Saved data entries
• • • • • • •

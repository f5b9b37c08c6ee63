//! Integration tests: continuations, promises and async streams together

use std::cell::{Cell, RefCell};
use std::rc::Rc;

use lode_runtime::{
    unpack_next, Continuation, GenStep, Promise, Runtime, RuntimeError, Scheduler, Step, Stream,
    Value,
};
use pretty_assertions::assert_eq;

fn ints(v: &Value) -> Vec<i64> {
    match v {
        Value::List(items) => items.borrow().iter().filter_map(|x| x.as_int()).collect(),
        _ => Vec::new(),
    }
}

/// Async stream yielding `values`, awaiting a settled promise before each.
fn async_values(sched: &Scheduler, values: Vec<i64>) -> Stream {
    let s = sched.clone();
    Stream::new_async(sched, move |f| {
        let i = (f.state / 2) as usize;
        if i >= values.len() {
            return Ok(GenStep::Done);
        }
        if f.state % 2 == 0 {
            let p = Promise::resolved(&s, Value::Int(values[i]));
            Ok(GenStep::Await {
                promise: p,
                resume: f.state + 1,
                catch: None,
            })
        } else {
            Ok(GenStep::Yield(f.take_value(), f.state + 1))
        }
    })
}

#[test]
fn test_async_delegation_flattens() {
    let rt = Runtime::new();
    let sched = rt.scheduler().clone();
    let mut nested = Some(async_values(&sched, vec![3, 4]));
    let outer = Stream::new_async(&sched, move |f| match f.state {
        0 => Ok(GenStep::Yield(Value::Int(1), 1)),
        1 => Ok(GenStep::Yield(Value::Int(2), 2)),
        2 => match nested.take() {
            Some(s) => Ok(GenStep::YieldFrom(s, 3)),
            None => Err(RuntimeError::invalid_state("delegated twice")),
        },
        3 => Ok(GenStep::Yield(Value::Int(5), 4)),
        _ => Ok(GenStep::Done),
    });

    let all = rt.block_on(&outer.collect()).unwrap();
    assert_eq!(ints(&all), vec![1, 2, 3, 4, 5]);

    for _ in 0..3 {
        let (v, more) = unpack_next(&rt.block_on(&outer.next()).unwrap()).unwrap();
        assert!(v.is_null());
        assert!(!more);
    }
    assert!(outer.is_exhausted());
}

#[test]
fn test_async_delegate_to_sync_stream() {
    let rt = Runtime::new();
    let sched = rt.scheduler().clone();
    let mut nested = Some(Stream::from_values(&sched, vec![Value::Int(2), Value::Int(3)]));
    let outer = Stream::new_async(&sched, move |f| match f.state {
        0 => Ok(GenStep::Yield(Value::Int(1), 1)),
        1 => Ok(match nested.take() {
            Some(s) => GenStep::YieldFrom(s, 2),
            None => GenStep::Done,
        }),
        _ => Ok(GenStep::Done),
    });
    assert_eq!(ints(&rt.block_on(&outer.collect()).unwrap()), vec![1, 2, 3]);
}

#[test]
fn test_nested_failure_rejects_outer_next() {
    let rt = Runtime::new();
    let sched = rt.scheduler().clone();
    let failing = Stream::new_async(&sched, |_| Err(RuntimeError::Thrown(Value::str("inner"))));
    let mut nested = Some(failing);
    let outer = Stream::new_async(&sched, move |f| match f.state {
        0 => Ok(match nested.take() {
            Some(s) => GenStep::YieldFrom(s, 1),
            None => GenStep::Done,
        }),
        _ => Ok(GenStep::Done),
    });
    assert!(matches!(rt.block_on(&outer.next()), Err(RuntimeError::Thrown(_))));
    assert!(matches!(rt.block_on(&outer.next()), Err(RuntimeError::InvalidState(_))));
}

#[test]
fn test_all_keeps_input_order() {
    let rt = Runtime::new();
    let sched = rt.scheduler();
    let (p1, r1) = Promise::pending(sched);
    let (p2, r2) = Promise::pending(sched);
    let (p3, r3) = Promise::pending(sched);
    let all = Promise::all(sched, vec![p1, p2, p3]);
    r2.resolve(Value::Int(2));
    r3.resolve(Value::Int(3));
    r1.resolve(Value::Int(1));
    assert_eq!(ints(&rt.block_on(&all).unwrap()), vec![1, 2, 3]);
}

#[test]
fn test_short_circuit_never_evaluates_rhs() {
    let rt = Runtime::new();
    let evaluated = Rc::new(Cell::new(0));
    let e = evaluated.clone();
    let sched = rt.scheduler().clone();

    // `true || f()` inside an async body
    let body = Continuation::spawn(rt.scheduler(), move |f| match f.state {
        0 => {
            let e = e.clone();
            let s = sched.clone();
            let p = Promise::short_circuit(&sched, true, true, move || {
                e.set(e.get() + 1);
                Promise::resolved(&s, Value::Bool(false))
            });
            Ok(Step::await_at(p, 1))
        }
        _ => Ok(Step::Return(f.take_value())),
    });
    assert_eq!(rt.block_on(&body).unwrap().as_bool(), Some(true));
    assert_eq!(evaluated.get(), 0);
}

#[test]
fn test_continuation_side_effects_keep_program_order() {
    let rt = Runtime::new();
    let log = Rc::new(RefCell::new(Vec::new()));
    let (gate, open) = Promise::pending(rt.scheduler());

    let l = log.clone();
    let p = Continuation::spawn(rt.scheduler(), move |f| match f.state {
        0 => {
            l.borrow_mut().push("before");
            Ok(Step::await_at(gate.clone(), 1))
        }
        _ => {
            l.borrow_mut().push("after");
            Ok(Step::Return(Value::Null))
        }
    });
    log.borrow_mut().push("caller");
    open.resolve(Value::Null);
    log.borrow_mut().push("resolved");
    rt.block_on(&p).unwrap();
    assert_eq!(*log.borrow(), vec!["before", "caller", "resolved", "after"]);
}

• • • • • • •

--- Work order ---
Within the data, count the lines that hold the word "clone". Answer with the figure and nothing more.

--- Exercise solution ---
10